Another way coders can protect their databases is to create procedures, functions, and views to present the data without providing access to the base tables. This helps to abstract the actual schema and allows access to be controlled at the abstraction layer, restricting access altogether to the tables themselves. This approach also has the benefit of more easily accommodating changes to the application as well as to the underlying data structure. In some cases, the database team won’t have this option because of application requirements or the technologies being used, such as a data abstraction layer, but when it is possible, providing this extra layer of protection can be well worth the effort.

There are, of course, plenty of other coding practices that can result in compromised data. The key is to make certain that all code is reviewed and tested for vulnerabilities, before it is implemented in production.

Failure #11: Not verifying SQL Server implementations

Regardless of the safeguards you’ve implemented to protect your SQL Server databases and their data, security can be breached without you being aware that something is wrong. The only way you can fully protect your data is to monitor and verify your SQL Server installations. Monitoring in this sense does not refer to auditing (which we’ll discuss shortly), but to the process of assuring that everything is running as it should, the data is intact, and nothing too strange is going on.
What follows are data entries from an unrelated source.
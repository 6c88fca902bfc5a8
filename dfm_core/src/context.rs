use std::collections::BTreeMap;
use std::fmt;
use std::sync::Arc;

use serde::Serialize;

use crate::rules::RuleSet;

/// A value stored in a [`Context`] variable.
#[derive(Debug, Clone, PartialEq, Eq, Serialize)]
#[serde(untagged)]
pub enum Variable {
	Bool(bool),
	Text(String),
}

impl From<bool> for Variable {
	fn from(value: bool) -> Self {
		Self::Bool(value)
	}
}

impl From<&str> for Variable {
	fn from(value: &str) -> Self {
		Self::Text(value.to_string())
	}
}

impl From<String> for Variable {
	fn from(value: String) -> Self {
		Self::Text(value)
	}
}

/// Whether a context drives block or inline tokenization.
#[derive(Debug, Clone, Copy, PartialEq, Eq, Serialize)]
pub enum ContextMode {
	Block,
	Inline,
}

/// The immutable state threaded through tokenization: the active rule set
/// and a bag of named variables that scope nested syntax.
///
/// Contexts are values. [`Context::switch_variable`] returns a new context
/// and leaves the receiver untouched, so parses running on different threads
/// with the same rule set never observe each other's overrides.
#[derive(Clone)]
pub struct Context {
	rules: RuleSet,
	mode: ContextMode,
	depth: usize,
	variables: Arc<BTreeMap<String, Variable>>,
}

impl Context {
	/// Set for the outermost block level of a document.
	pub const IS_TOP: &'static str = "IsTop";
	/// Set while tokenizing the content of a block quote.
	pub const IS_BLOCK_QUOTE: &'static str = "IsBlockQuote";
	/// Set while tokenizing the content of a list item.
	pub const IS_IN_LIST: &'static str = "IsInList";
	/// Set while tokenizing the text of a link. Nested links are not allowed.
	pub const IS_IN_LINK: &'static str = "IsInLink";
	/// Set for inline-mode contexts.
	pub const IS_INLINE: &'static str = "IsInline";
	/// Set while tokenizing the content of an included file.
	pub const IS_INCLUDE: &'static str = "IsInclude";
	/// Deepest nesting of quotes, list items and inline spans. Rules that
	/// would nest further decline to match and the text rules take over.
	pub const MAX_NESTING: usize = 100;

	/// Create a top-level block context.
	pub fn new(rules: RuleSet) -> Self {
		let mut variables = BTreeMap::new();
		variables.insert(Self::IS_TOP.to_string(), Variable::Bool(true));

		Self {
			rules,
			mode: ContextMode::Block,
			depth: 0,
			variables: Arc::new(variables),
		}
	}

	pub fn rules(&self) -> &RuleSet {
		&self.rules
	}

	pub fn mode(&self) -> ContextMode {
		self.mode
	}

	/// How many nested constructs enclose this context.
	pub fn depth(&self) -> usize {
		self.depth
	}

	/// Whether a rule may open one more nested construct.
	pub fn can_nest(&self) -> bool {
		self.depth < Self::MAX_NESTING
	}

	pub fn variable(&self, key: &str) -> Option<&Variable> {
		self.variables.get(key)
	}

	/// True when `key` is set to `Variable::Bool(true)`.
	pub fn is(&self, key: &str) -> bool {
		matches!(self.variables.get(key), Some(Variable::Bool(true)))
	}

	pub fn variables(&self) -> impl Iterator<Item = (&str, &Variable)> {
		self.variables.iter().map(|(key, value)| (key.as_str(), value))
	}

	/// Return a copy of this context with `key` set to `value`.
	#[must_use]
	pub fn switch_variable(&self, key: impl Into<String>, value: impl Into<Variable>) -> Self {
		let mut next = self.clone();
		Arc::make_mut(&mut next.variables).insert(key.into(), value.into());
		next
	}

	/// The inline-mode pairing of this context. Variables carry across.
	#[must_use]
	pub fn inline_context(&self) -> Self {
		let mut next = self.switch_variable(Self::IS_INLINE, true);
		next.mode = ContextMode::Inline;
		next
	}

	/// The block-mode pairing of this context.
	#[must_use]
	pub fn block_context(&self) -> Self {
		let mut next = self.switch_variable(Self::IS_INLINE, false);
		next.mode = ContextMode::Block;
		next
	}

	/// One level deeper, for the content of an inline span.
	#[must_use]
	pub fn descend(&self) -> Self {
		let mut next = self.clone();
		next.depth += 1;
		next
	}

	/// Derive the context used for nested block content such as block quotes
	/// and list items.
	#[must_use]
	pub fn nested(&self, key: &str) -> Self {
		self.switch_variable(Self::IS_TOP, false)
			.switch_variable(key, true)
			.descend()
	}
}

impl fmt::Debug for Context {
	fn fmt(&self, f: &mut fmt::Formatter<'_>) -> fmt::Result {
		f.debug_struct("Context")
			.field("mode", &self.mode)
			.field("depth", &self.depth)
			.field("variables", &self.variables)
			.field("rules", &self.rules)
			.finish()
	}
}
For example, you should be monitoring CPU, memory, and disk usage, not only for performance considerations, but also to ensure you’re not seeing any anomalies that might point to such issues as illegal data downloads or malware accessing or modifying the databases and their data. Activity monitoring can also be a useful stopgap measure until you get a chance to apply the latest security patches. You should take whatever steps might help you expose abuses that would otherwise go unnoticed-until it’s too late.

You can also make use of such tools as DBCC CHECKDB, which can help uncover data corruption as a result of a cyber-attack or illegal access. Spot-checking security-related configuration settings can also be useful in discovering if a rogue user has gained access and is wreaking havoc on the permissions or other settings. In general, you want to check your databases to make sure they’re doing only what they’re supposed to be doing and that data is in the state you expect it to be.

You can also make use of such tools as SQL Server Best Practices Analyzer. The Analyzer is free and can help you gather information about security settings and identify vulnerabilities. The tool uses SQL Server recommendations and best practices to uncover potential security risks. And don’t forget the server hosting SQL Server. For example, you (or an IT administrator) can use Microsoft Security Compliance Manager to enhance the server’s security via Group Policy.

Failure #12: Failing to audit your SQL Server instances

Auditing is a big topic, too big to cover in just a few paragraphs, but it is a topic too important not to mention. One of the most beneficial steps you can take as part of a complete security strategy is to implement auditing. If you’re not monitoring user activity, you might be opening yourself up to severe consequences in the form of corrupt or compromised data.

You have several options for auditing your systems. You can use SQL Server’s built-in features (which have greatly improved since SQL Server 2008), or you can implement one of many available third-party solutions, which usually come in the form of host-based agents or network-based monitors. There are pros and cons to any solution, with performance and cost being two of the main considerations. The important point is to maintain an audit trail of all access to sensitive data. Without such an audit trail, you risk being out of compliance as well as having your data compromised.

You will, of course, have to balance the overhead that comes with auditing against the need to protect sensitive information. You’ll have to take this on a case-by-case basis. Determine the level of granularity needed to ensure a credible audit as well as which operations and data should be audited. At the very least, you should audit both successful and failed login attempts. Also keep in mind any compliance-related requirements that might govern your auditing strategy.